Elle estime, avec d'autres conseils, que les policiers ont rédigé les procès-verbaux "en modifiant le sens des déclarations, en éludant les protestations d'innocence, un grand nombre des explications circonstanciées et sans acter les demandes de vérification des éléments prouvant l'absence d'implication" de leurs clients.

"On est professionnels"

"Ce qu’ils ont dit a été écrit. On n’a rien inventé, pas dit l’inverse de ce que disait untel ou untel. Les mis en cause ont relu et signé leurs déclarations. La plupart les ont confirmées devant le juge d’instruction", conteste l'un des enquêteurs surnommé Laurent par nos confrères.

Les trois policiers qui ont accepté de livrer leur version des faits insistent par ailleurs sur la rigueur avec laquelle, selon eux, leur enquête a été menée durant un an et demi. Ils ont épluché plus de 4000 procès-verbaux, rendu visite à près de 1500 logements à la recherche de témoins de l’agression sauvage, envoyé à l'analyse "40 à 50 scellés" autour de l’incendie. 

Les policiers de la sûreté départementale ont également obtenu des renseignements pointant du doigt "la bande - ou plutôt le gang, car ses membres trafiquaient, volaient - qui rassemblait une vingtaine de personnes". "Dont les treize qui ont été jugés", expliquent-ils, convaincus d'avoir ciblé les bonnes personnes.

"On aurait travaillé de la même façon s’ils (les victimes, NDLR) n’étaient pas policiers. On est professionnels, on sait travailler sans charge émotionnelle", affirme une enquêtrice.

"Un interrogatoire, c’est une pression!"  

Les mis en cause, contre lesquels des plaintes pour "faux en écriture publique" et "violences" ont été déposées, se défendent également d'avoir malmené les suspects des attaques de Viry-Châtillon lors de leurs gardes à vue. 

"Un interrogatoire, c’est une pression! On n’interroge pas un criminel potentiel en lui offrant le thé. Les suspects de crimes ne vous racontent pas leur vie spontanément. Ces jeunes ont toujours eu affaire à la police, ont des avocats depuis leur plus tendre enfance, n’ont pas peur de nous. Vous vous doutez bien qu’on ne va pas prendre pour argent comptant la première réponse."

Certains qu'aucune bâvure n'a été commise, les trois agents interrogés affirment que les plaintes déposées contre eux vont "faire pschitt, on est sereins".  

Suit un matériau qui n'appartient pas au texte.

//! Audit events for enforcement decisions.
//!
//! Every filter the enforcer applies, every deny-all and every rejected
//! request produces one [`EnforcementEvent`]. Events are handed to an
//! [`AuditSink`]; nothing is persisted here.

use parking_lot::Mutex;
use ragshield_proto::Identity;
use std::sync::atomic::{AtomicU64, Ordering};
use std::time::{SystemTime, UNIX_EPOCH};
use tracing::{info, warn};

/// Counter for generating unique event IDs.
static EVENT_COUNTER: AtomicU64 = AtomicU64::new(0);

/// Current time in microseconds since the Unix epoch.
pub fn current_timestamp() -> u64 {
    SystemTime::now()
        .duration_since(UNIX_EPOCH)
        .map(|d| d.as_micros() as u64)
        .unwrap_or(0)
}

fn generate_event_id() -> [u8; 16] {
    let ts = current_timestamp();
    let counter = EVENT_COUNTER.fetch_add(1, Ordering::Relaxed);
    let mut id = [0u8; 16];
    id[0..8].copy_from_slice(&ts.to_be_bytes());
    id[8..16].copy_from_slice(&counter.to_be_bytes());
    id
}

/// What happened.
#[derive(Debug, Clone, PartialEq, Eq)]
pub enum EnforcementEventKind {
    /// A restricting or unrestricted filter was attached.
    FilterApplied {
        /// Rendered filter.
        summary: String,
    },
    /// The request may not see any document.
    DeniedAll {
        /// Why nothing is visible.
        reason: String,
    },
    /// Enforcement failed and retrieval was refused.
    Rejected {
        /// Error message.
        error: String,
    },
    /// A filtered search completed.
    Retrieved {
        /// Documents handed back to the caller.
        document_count: usize,
        /// Documents dropped by result verification.
        dropped: usize,
    },
}

/// One audited enforcement decision.
#[derive(Debug, Clone, PartialEq, Eq)]
pub struct EnforcementEvent {
    /// Unique event ID.
    pub id: [u8; 16],
    /// Microseconds since the Unix epoch.
    pub timestamp: u64,
    /// Backend identifier as supplied by the retriever.
    pub backend: String,
    /// Requesting principal, `<anonymous>` if none.
    pub principal: String,
    /// Event details.
    pub kind: EnforcementEventKind,
}

impl EnforcementEvent {
    /// Create an event.
    pub fn new(backend: impl Into<String>, identity: Identity<'_>, kind: EnforcementEventKind) -> Self {
        Self {
            id: generate_event_id(),
            timestamp: current_timestamp(),
            backend: backend.into(),
            principal: identity.to_string(),
            kind,
        }
    }

    /// Event for an attached restricting or unrestricted filter.
    pub fn filter_applied(backend: impl Into<String>, identity: Identity<'_>, summary: impl Into<String>) -> Self {
        Self::new(
            backend,
            identity,
            EnforcementEventKind::FilterApplied {
                summary: summary.into(),
            },
        )
    }

    /// Event for a deny-all outcome with its reason.
    pub fn denied_all(backend: impl Into<String>, identity: Identity<'_>, reason: impl Into<String>) -> Self {
        Self::new(
            backend,
            identity,
            EnforcementEventKind::DeniedAll {
                reason: reason.into(),
            },
        )
    }

    /// Event for a request refused with an error.
    pub fn rejected(backend: impl Into<String>, identity: Identity<'_>, error: impl Into<String>) -> Self {
        Self::new(
            backend,
            identity,
            EnforcementEventKind::Rejected {
                error: error.into(),
            },
        )
    }

    /// Event for a completed search and the documents it returned.
    pub fn retrieved(
        backend: impl Into<String>,
        identity: Identity<'_>,
        document_count: usize,
        dropped: usize,
    ) -> Self {
        Self::new(
            backend,
            identity,
            EnforcementEventKind::Retrieved {
                document_count,
                dropped,
            },
        )
    }

    /// Hex-encoded event ID.
    pub fn id_hex(&self) -> String {
        hex::encode(self.id)
    }

    /// Format the event as a log line.
    pub fn to_log_line(&self) -> String {
        let event_desc = match &self.kind {
            EnforcementEventKind::FilterApplied { summary } => {
                format!("FILTER_APPLIED filter={}", summary)
            }
            EnforcementEventKind::DeniedAll { reason } => format!("DENIED_ALL reason={}", reason),
            EnforcementEventKind::Rejected { error } => format!("REJECTED error={}", error),
            EnforcementEventKind::Retrieved {
                document_count,
                dropped,
            } => format!("RETRIEVED documents={} dropped={}", document_count, dropped),
        };

        format!(
            "{} id={} backend={} principal={} {}",
            self.timestamp,
            self.id_hex(),
            self.backend,
            self.principal,
            event_desc
        )
    }
}

/// Receiver of enforcement events.
pub trait AuditSink: Send + Sync {
    /// Record an event.
    fn record(&self, event: EnforcementEvent);
}

/// Emits events as structured `tracing` events.
#[derive(Debug, Default)]
pub struct TracingAuditSink;

impl AuditSink for TracingAuditSink {
    fn record(&self, event: EnforcementEvent) {
        let id = event.id_hex();
        match &event.kind {
            EnforcementEventKind::FilterApplied { summary } => info!(
                target: "ragshield::audit",
                %id, backend = %event.backend, principal = %event.principal, filter = %summary,
                "filter applied"
            ),
            EnforcementEventKind::DeniedAll { reason } => info!(
                target: "ragshield::audit",
                %id, backend = %event.backend, principal = %event.principal, %reason,
                "deny-all applied"
            ),
            EnforcementEventKind::Rejected { error } => warn!(
                target: "ragshield::audit",
                %id, backend = %event.backend, principal = %event.principal, %error,
                "retrieval rejected"
            ),
            EnforcementEventKind::Retrieved {
                document_count,
                dropped,
            } => info!(
                target: "ragshield::audit",
                %id, backend = %event.backend, principal = %event.principal,
                document_count, dropped,
                "documents retrieved"
            ),
        }
    }
}

/// In-memory sink for testing.
#[derive(Debug, Default)]
pub struct MemoryAuditSink {
    events: Mutex<Vec<EnforcementEvent>>,
}

impl MemoryAuditSink {
    /// Create an empty sink.
    pub fn new() -> Self {
        Self::default()
    }

    /// All recorded events.
    pub fn events(&self) -> Vec<EnforcementEvent> {
        self.events.lock().clone()
    }

    /// Clear all events.
    pub fn clear(&self) {
        self.events.lock().clear();
    }

    /// Get event count.
    pub fn len(&self) -> usize {
        self.events.lock().len()
    }

    /// Check if empty.
    pub fn is_empty(&self) -> bool {
        self.events.lock().is_empty()
    }
}

impl AuditSink for MemoryAuditSink {
    fn record(&self, event: EnforcementEvent) {
        self.events.lock().push(event);
    }
}

/// Sink that discards all events.
#[derive(Debug, Default)]
pub struct NullAuditSink;

impl AuditSink for NullAuditSink {
    fn record(&self, _event: EnforcementEvent) {}
}
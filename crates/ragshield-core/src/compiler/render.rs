//! Rendering of lowered expressions into native filter grammars.

use crate::error::{EnforcementError, EnforcementResult};
use crate::registry::{BackendCapability, BackendKind, Operator};
use ragshield_proto::{FilterExpr, NativeExpr, NativeFilter};
use serde_json::{json, Map, Value};

/// Render a lowered expression for the capability's backend.
///
/// Constants never reach a renderer: the compiler turns them into
/// unrestricted or deny-all outcomes first.
pub fn render(expr: &NativeExpr, capability: &BackendCapability) -> EnforcementResult<NativeFilter> {
    let backend = capability.backend;
    match backend {
        BackendKind::Pinecone | BackendKind::PgVector | BackendKind::Chroma => {
            Ok(NativeFilter::Json(mongo_style(expr, backend)?))
        }
        BackendKind::Qdrant => {
            let rendered = qdrant(expr, backend)?;
            // Top level must be a filter object, not a bare condition.
            let filter = if rendered.get("key").is_some() {
                json!({ "must": [rendered] })
            } else {
                rendered
            };
            Ok(NativeFilter::Json(filter))
        }
        BackendKind::Milvus => Ok(NativeFilter::Expression(milvus(expr, backend)?)),
        BackendKind::Faiss => Ok(NativeFilter::Json(faiss(expr, backend)?)),
    }
}

fn unsupported(backend: BackendKind, operator: Operator) -> EnforcementError {
    EnforcementError::UnsupportedFilterOperator { backend, operator }
}

fn constant(backend: BackendKind) -> EnforcementError {
    EnforcementError::InvalidConstraint(format!(
        "constant filter reached the {} renderer",
        backend
    ))
}

/// `$and` / `$or` / `$eq` / `$in` / `$nin` document filters.
fn mongo_style(expr: &NativeExpr, backend: BackendKind) -> EnforcementResult<Value> {
    Ok(match expr {
        FilterExpr::Eq { field, value } => json!({ field: { "$eq": value } }),
        FilterExpr::In { field, values } => json!({ field: { "$in": values } }),
        FilterExpr::NotIn { field, values } => json!({ field: { "$nin": values } }),
        FilterExpr::And(exprs) => json!({ "$and": mongo_all(exprs, backend)? }),
        FilterExpr::Or(exprs) => json!({ "$or": mongo_all(exprs, backend)? }),
        FilterExpr::Not(_) => return Err(unsupported(backend, Operator::Not)),
        FilterExpr::True | FilterExpr::False => return Err(constant(backend)),
    })
}

fn mongo_all(exprs: &[NativeExpr], backend: BackendKind) -> EnforcementResult<Vec<Value>> {
    exprs.iter().map(|e| mongo_style(e, backend)).collect()
}

/// Qdrant `must` / `should` / `must_not` filter objects.
fn qdrant(expr: &NativeExpr, backend: BackendKind) -> EnforcementResult<Value> {
    Ok(match expr {
        FilterExpr::Eq { field, value } => json!({ "key": field, "match": { "value": value } }),
        FilterExpr::In { field, values } => json!({ "key": field, "match": { "any": values } }),
        FilterExpr::NotIn { .. } => return Err(unsupported(backend, Operator::NotIn)),
        FilterExpr::And(exprs) => json!({ "must": qdrant_all(exprs, backend)? }),
        FilterExpr::Or(exprs) => json!({ "should": qdrant_all(exprs, backend)? }),
        FilterExpr::Not(inner) => json!({ "must_not": [qdrant(inner, backend)?] }),
        FilterExpr::True | FilterExpr::False => return Err(constant(backend)),
    })
}

fn qdrant_all(exprs: &[NativeExpr], backend: BackendKind) -> EnforcementResult<Vec<Value>> {
    exprs.iter().map(|e| qdrant(e, backend)).collect()
}

/// Milvus boolean expressions over array fields.
fn milvus(expr: &NativeExpr, backend: BackendKind) -> EnforcementResult<String> {
    Ok(match expr {
        FilterExpr::Eq { field, value } => {
            format!("array_contains({}, {})", field, quote(value))
        }
        FilterExpr::In { field, values } => {
            let quoted: Vec<String> = values.iter().map(|v| quote(v)).collect();
            format!("array_contains_any({}, [{}])", field, quoted.join(", "))
        }
        FilterExpr::NotIn { .. } => return Err(unsupported(backend, Operator::NotIn)),
        FilterExpr::And(exprs) => milvus_joined(exprs, " and ", backend)?,
        FilterExpr::Or(exprs) => milvus_joined(exprs, " or ", backend)?,
        FilterExpr::Not(inner) => format!("not ({})", milvus(inner, backend)?),
        FilterExpr::True | FilterExpr::False => return Err(constant(backend)),
    })
}

fn milvus_joined(exprs: &[NativeExpr], sep: &str, backend: BackendKind) -> EnforcementResult<String> {
    let parts = exprs
        .iter()
        .map(|e| milvus(e, backend))
        .collect::<EnforcementResult<Vec<_>>>()?;
    Ok(format!("({})", parts.join(sep)))
}

fn quote(value: &str) -> String {
    Value::String(value.to_string()).to_string()
}

/// FAISS flat dictionary: one key per condition, all conditions AND-ed.
fn faiss(expr: &NativeExpr, backend: BackendKind) -> EnforcementResult<Value> {
    let leaves: Vec<&NativeExpr> = match expr {
        FilterExpr::And(exprs) => exprs.iter().collect(),
        leaf => vec![leaf],
    };

    let mut map = Map::new();
    for leaf in leaves {
        let (field, value) = match leaf {
            FilterExpr::Eq { field, value } => (field, json!(value)),
            FilterExpr::In { field, values } => (field, json!(values)),
            FilterExpr::NotIn { .. } => return Err(unsupported(backend, Operator::NotIn)),
            FilterExpr::Not(_) => return Err(unsupported(backend, Operator::Not)),
            FilterExpr::Or(_) => return Err(unsupported(backend, Operator::Or)),
            FilterExpr::And(_) => return Err(unsupported(backend, Operator::And)),
            FilterExpr::True | FilterExpr::False => return Err(constant(backend)),
        };
        if map.insert(field.clone(), value).is_some() {
            return Err(EnforcementError::LimitExceeded {
                backend,
                limit: format!("key {} constrained more than once", field),
            });
        }
    }
    Ok(Value::Object(map))
}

Huit acquittés sur les treize accusés

Le 18 avril dernier, au terme de six semaines de procès en appel à huis clos, la cour d'assises des mineurs de Paris a déclaré cinq des treize accusés coupables de tentative de meurtre sur des policiers à Viry-Châtillon. Trois d'entre eux, condamnés à 18 ans de réclusion, se sont pourvus en cassation.  

Huit ont été acquittés, certains au bénéfice du "doute", d'autres pour "faute de preuves", suscitant l'indignation des syndicats de policiers et d'une partie de la classe politique. Les critiques contre les enquêteurs ayant mené les investigations ont alors ressurgi, faisant réagir le directeur général de la police nationale, Frédéric Veaux, qui a pris leur défense, s'étonnant que ces accusations surviennent cinq ans après les faits.